A US trading firm reportedly owns 15% of TikTok-owner ByteDance, a stake potentially worth more than $15 billion
- US trading firm Susquehanna reportedly owns 15% of TikTok-owner ByteDance, a stake which is potentially worth more than $15 billion.
- Located just outside of Philadelphia, Susquehanna joined a $5 million investing round in ByteDance the year that it was founded, and invested in Musical.ly which later merged into TikTok.
- Susquehanna is now stuck in the middle of US-China tensions as ByteDance waits for both governments to approve a deal that includes Oracle and Walmart taking a stake in the Chinese company.

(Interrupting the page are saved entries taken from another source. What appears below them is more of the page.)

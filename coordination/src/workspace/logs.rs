//! Per-workspace log files read incrementally from a byte offset

use std::io::{ErrorKind, Read, Seek, SeekFrom};
use std::path::{Path, PathBuf};
use std::sync::Arc;

/// Complete lines read since the previous offset
#[derive(Debug, Clone, Default, PartialEq, Eq)]
pub struct LogChunk {
    pub lines: Vec<String>,
    /// Offset to pass to the next read
    pub next_offset: u64,
}

/// Re-readable, line-oriented output of one workspace
pub trait LogSource: Send + Sync {
    /// Complete lines starting at `offset`. A trailing partial line is left
    /// for the next call. A log shorter than `offset` was rotated or
    /// truncated and is read again from the start.
    fn read_from(&self, workspace_id: &str, offset: u64) -> std::io::Result<LogChunk>;

    /// Current end of the log; where a watcher for a fresh attempt starts.
    fn end_offset(&self, workspace_id: &str) -> std::io::Result<u64>;
}

pub type SharedLogSource = Arc<dyn LogSource>;

/// One `<dir>/<workspace_id>.log` file per workspace
#[derive(Debug, Clone)]
pub struct FileLogSource {
    dir: PathBuf,
}

impl FileLogSource {
    pub fn new(dir: impl Into<PathBuf>) -> Self {
        Self { dir: dir.into() }
    }

    pub fn path(&self, workspace_id: &str) -> PathBuf {
        log_path(&self.dir, workspace_id)
    }
}

pub(crate) fn log_path(dir: &Path, workspace_id: &str) -> PathBuf {
    dir.join(format!("{workspace_id}.log"))
}

impl LogSource for FileLogSource {
    fn read_from(&self, workspace_id: &str, offset: u64) -> std::io::Result<LogChunk> {
        let mut file = match std::fs::File::open(self.path(workspace_id)) {
            Ok(file) => file,
            Err(e) if e.kind() == ErrorKind::NotFound => {
                return Ok(LogChunk {
                    lines: Vec::new(),
                    next_offset: 0,
                })
            }
            Err(e) => return Err(e),
        };

        let len = file.metadata()?.len();
        let start = if len < offset { 0 } else { offset };
        file.seek(SeekFrom::Start(start))?;

        let mut buf = Vec::new();
        file.read_to_end(&mut buf)?;

        let complete = match buf.iter().rposition(|b| *b == b'\n') {
            Some(pos) => pos + 1,
            None => 0,
        };
        let lines = String::from_utf8_lossy(&buf[..complete])
            .lines()
            .map(|l| l.trim_end_matches('\r').to_string())
            .collect();

        Ok(LogChunk {
            lines,
            next_offset: start + complete as u64,
        })
    }

    fn end_offset(&self, workspace_id: &str) -> std::io::Result<u64> {
        match std::fs::metadata(self.path(workspace_id)) {
            Ok(meta) => Ok(meta.len()),
            Err(e) if e.kind() == ErrorKind::NotFound => Ok(0),
            Err(e) => Err(e),
        }
    }
}
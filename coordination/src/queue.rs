//! In-memory task queue backed by a [`TaskStore`]
//!
//! The queue is the single writer of task records while the engine runs.
//! Every mutation is applied to a copy, persisted, and only then committed
//! to memory, so the in-memory view never runs ahead of what is on disk.

use std::collections::HashMap;
use tracing::{debug, info};

use crate::error::{OrchestratorError, OrchestratorResult};
use crate::store::SharedTaskStore;
use crate::task::{TaskRecord, TaskSpec, TaskStatus};

pub struct TaskQueue {
    tasks: HashMap<String, TaskRecord>,
    store: SharedTaskStore,
    next_seq: u64,
}

impl TaskQueue {
    /// Load every persisted record.
    pub fn open(store: SharedTaskStore) -> OrchestratorResult<Self> {
        let records = store.load_all()?;
        let next_seq = records.iter().map(|r| r.seq + 1).max().unwrap_or(0);
        let tasks = records.into_iter().map(|r| (r.id.clone(), r)).collect();
        Ok(Self {
            tasks,
            store,
            next_seq,
        })
    }

    /// Insert a new task. Re-enqueueing an existing ID is a no-op that
    /// returns `false`.
    pub fn enqueue(&mut self, spec: TaskSpec) -> OrchestratorResult<bool> {
        spec.validate()?;
        if self.tasks.contains_key(&spec.id) {
            debug!(task_id = %spec.id, "Task already queued, ignoring");
            return Ok(false);
        }

        let record = TaskRecord::new(spec, self.next_seq);
        self.store.upsert(&record)?;
        self.next_seq += 1;
        info!(
            task_id = %record.id,
            priority = record.priority,
            status = %record.status,
            "Task queued"
        );
        self.tasks.insert(record.id.clone(), record);
        Ok(true)
    }

    pub fn get(&self, id: &str) -> Option<&TaskRecord> {
        self.tasks.get(id)
    }

    pub fn contains(&self, id: &str) -> bool {
        self.tasks.contains_key(id)
    }

    pub fn len(&self) -> usize {
        self.tasks.len()
    }

    pub fn is_empty(&self) -> bool {
        self.tasks.is_empty()
    }

    /// Mutate one record. The closure runs on a copy; the change is kept
    /// only if it returns `Ok` and the store accepts it.
    pub fn update<R>(
        &mut self,
        id: &str,
        f: impl FnOnce(&mut TaskRecord) -> OrchestratorResult<R>,
    ) -> OrchestratorResult<R> {
        let current = self
            .tasks
            .get(id)
            .ok_or_else(|| OrchestratorError::task_not_found(id))?;
        let mut updated = current.clone();
        let result = f(&mut updated)?;
        if &updated != current {
            self.store.upsert(&updated)?;
            self.tasks.insert(id.to_string(), updated);
        }
        Ok(result)
    }

    pub fn set_prompt(&mut self, id: &str, prompt: impl Into<String>) -> OrchestratorResult<()> {
        let prompt = prompt.into();
        self.update(id, |task| task.set_prompt(prompt))
    }

    pub fn remove(&mut self, id: &str) -> OrchestratorResult<TaskRecord> {
        if !self.tasks.contains_key(id) {
            return Err(OrchestratorError::task_not_found(id));
        }
        self.store.remove(id)?;
        let removed = self
            .tasks
            .remove(id)
            .ok_or_else(|| OrchestratorError::task_not_found(id))?;
        info!(task_id = %id, "Task removed");
        Ok(removed)
    }

    /// Every task in view order: status group, then priority, then creation.
    pub fn all(&self) -> Vec<&TaskRecord> {
        let mut tasks: Vec<&TaskRecord> = self.tasks.values().collect();
        tasks.sort_by_key(|t| (t.status.sort_order(), t.sort_key()));
        tasks
    }

    /// Tasks with one status in scheduling order.
    pub fn by_status(&self, status: TaskStatus) -> Vec<&TaskRecord> {
        let mut tasks: Vec<&TaskRecord> =
            self.tasks.values().filter(|t| t.status == status).collect();
        tasks.sort_by_key(|t| t.sort_key());
        tasks
    }

    pub fn ids_with_status(&self, status: TaskStatus) -> Vec<String> {
        self.by_status(status)
            .into_iter()
            .map(|t| t.id.clone())
            .collect()
    }

    pub fn count_running(&self) -> usize {
        self.tasks.values().filter(|t| t.status.is_active()).count()
    }

    /// Highest-priority admissible task, skipping IDs in `exclude`.
    pub fn next_ready(&self, exclude: &[String]) -> Option<&TaskRecord> {
        self.tasks
            .values()
            .filter(|t| t.status == TaskStatus::Ready && t.has_prompt())
            .filter(|t| !exclude.contains(&t.id))
            .min_by_key(|t| t.sort_key())
    }

    /// Counts per status, in view order.
    pub fn summary(&self) -> Vec<(TaskStatus, usize)> {
        let mut counts: Vec<(TaskStatus, usize)> = TaskStatus::ALL
            .into_iter()
            .map(|s| (s, self.tasks.values().filter(|t| t.status == s).count()))
            .collect();
        counts.sort_by_key(|(s, _)| s.sort_order());
        counts
    }
}

#[cfg(test)]
mod tests {
    use super::*;
    use crate::store::{JsonTaskStore, MemoryTaskStore};
    use crate::task::TransitionCause;
    use std::sync::Arc;
    use tempfile::tempdir;

    fn queue() -> TaskQueue {
        TaskQueue::open(Arc::new(MemoryTaskStore::new())).unwrap()
    }

    #[test]
    fn test_enqueue_is_idempotent() {
        let mut q = queue();
        assert!(q.enqueue(TaskSpec::new("a", "first", 5)).unwrap());
        assert!(!q.enqueue(TaskSpec::new("a", "second", 1)).unwrap());
        assert_eq!(q.len(), 1);
        assert_eq!(q.get("a").unwrap().prompt, "first");
        assert_eq!(q.get("a").unwrap().priority, 5);
    }

    #[test]
    fn test_enqueue_rejects_bad_id() {
        let mut q = queue();
        assert!(q.enqueue(TaskSpec::new("", "x", 1)).is_err());
        assert!(q.enqueue(TaskSpec::new("../etc", "x", 1)).is_err());
        assert!(q.is_empty());
    }

    #[test]
    fn test_next_ready_by_priority_then_creation() {
        let mut q = queue();
        q.enqueue(TaskSpec::new("late-high", "x", 10)).unwrap();
        q.enqueue(TaskSpec::new("low", "x", 5)).unwrap();
        q.enqueue(TaskSpec::new("tie-second", "x", 5)).unwrap();
        q.enqueue(TaskSpec::new("no-prompt", "", 1)).unwrap();

        assert_eq!(q.next_ready(&[]).unwrap().id, "low");
        assert_eq!(
            q.next_ready(&["low".to_string()]).unwrap().id,
            "tie-second"
        );
    }

    #[test]
    fn test_empty_prompt_never_next() {
        let mut q = queue();
        q.enqueue(TaskSpec::new("a", "", 1)).unwrap();
        assert!(q.next_ready(&[]).is_none());
        assert_eq!(q.get("a").unwrap().status, TaskStatus::NeedsPrompt);

        q.set_prompt("a", "now with words").unwrap();
        assert_eq!(q.next_ready(&[]).unwrap().id, "a");
    }

    #[test]
    fn test_failed_update_leaves_record_untouched() {
        let mut q = queue();
        q.enqueue(TaskSpec::new("a", "x", 1)).unwrap();
        let err = q.update("a", |t| {
            t.priority = 99;
            t.transition(TaskStatus::Done, TransitionCause::PhaseSettled)
        });
        assert!(err.is_err());
        assert_eq!(q.get("a").unwrap().priority, 1);
        assert_eq!(q.get("a").unwrap().status, TaskStatus::Ready);
    }

    #[test]
    fn test_all_sorted_by_view_order() {
        let mut q = queue();
        q.enqueue(TaskSpec::new("needs", "", 1)).unwrap();
        q.enqueue(TaskSpec::new("ready", "x", 1)).unwrap();
        q.enqueue(TaskSpec::new("running", "x", 1)).unwrap();
        q.update("running", |t| {
            t.transition(TaskStatus::Running, TransitionCause::Admitted)
        })
        .unwrap();

        let ids: Vec<&str> = q.all().iter().map(|t| t.id.as_str()).collect();
        assert_eq!(ids, vec!["running", "ready", "needs"]);
        assert_eq!(q.count_running(), 1);
        assert_eq!(q.ids_with_status(TaskStatus::Ready), vec!["ready".to_string()]);
    }

    #[test]
    fn test_reopen_preserves_records_and_order() {
        let dir = tempdir().unwrap();
        let path = dir.path().join("queue.json");
        {
            let mut q = TaskQueue::open(Arc::new(JsonTaskStore::new(&path))).unwrap();
            q.enqueue(TaskSpec::new("first", "x", 5)).unwrap();
            q.enqueue(TaskSpec::new("second", "x", 5)).unwrap();
        }

        let mut q = TaskQueue::open(Arc::new(JsonTaskStore::new(&path))).unwrap();
        assert_eq!(q.len(), 2);
        assert_eq!(q.next_ready(&[]).unwrap().id, "first");

        q.enqueue(TaskSpec::new("third", "x", 5)).unwrap();
        assert!(q.get("third").unwrap().seq > q.get("second").unwrap().seq);
    }

    #[test]
    fn test_remove() {
        let mut q = queue();
        q.enqueue(TaskSpec::new("a", "x", 1)).unwrap();
        assert_eq!(q.remove("a").unwrap().id, "a");
        assert!(matches!(
            q.remove("a"),
            Err(OrchestratorError::TaskNotFound { .. })
        ));
    }
}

US trading firm Susquehanna quietly owns 15% of TikTok parent firm ByteDance, according to the Wall Street Journal, a stake potentially worth billions.
Susquehanna's stake may be worth as much as $15 billion, according to PitchBook data cited by the Journal. This reportedly makes Susquehanna the biggest external investor in the Chinese social-media company. The firm is a giant in options trading, and is based just outside Philadelphia.
PitchBook's data also reportedly indicated Susquehanna joined a $5 million investing round in ByteDance in 2012, the year the Chinese firm was founded. It separately invested in Musical.ly, the short-form video app that was purchased by ByteDance in 2017 in a deal valued at $1 billion and which later merged into TikTok.
TikTok now has nearly 690 million monthly active users across the world, with 100 million of these users located in the US.
However, the app's fate hangs in the balance as the Trump administration attempts to force a sale or divestment of its US business to an American owner. TikTok has struck a deal with cloud giant Oracle and Walmart, but the deal is yet to be formally approved by the White House or China.
On September 14, Oracle confirmed it had struck a deal with ByteDance to be its "trusted technology provider" in the US, allowing TikTok to stay in the US.
The deal was submitted to the US government for approval.
President Donald Trump initially gave his "blessing", but then told Fox News on September 28 that he wouldn't support the deal unless Oracle and Walmart had "total control" over the video-sharing app.
ByteDance has shot back that it would maintain control of TikTok, prompting further confusion.
The companies have until November 12 to finalize a deal, or else TikTok faces a ban in the US.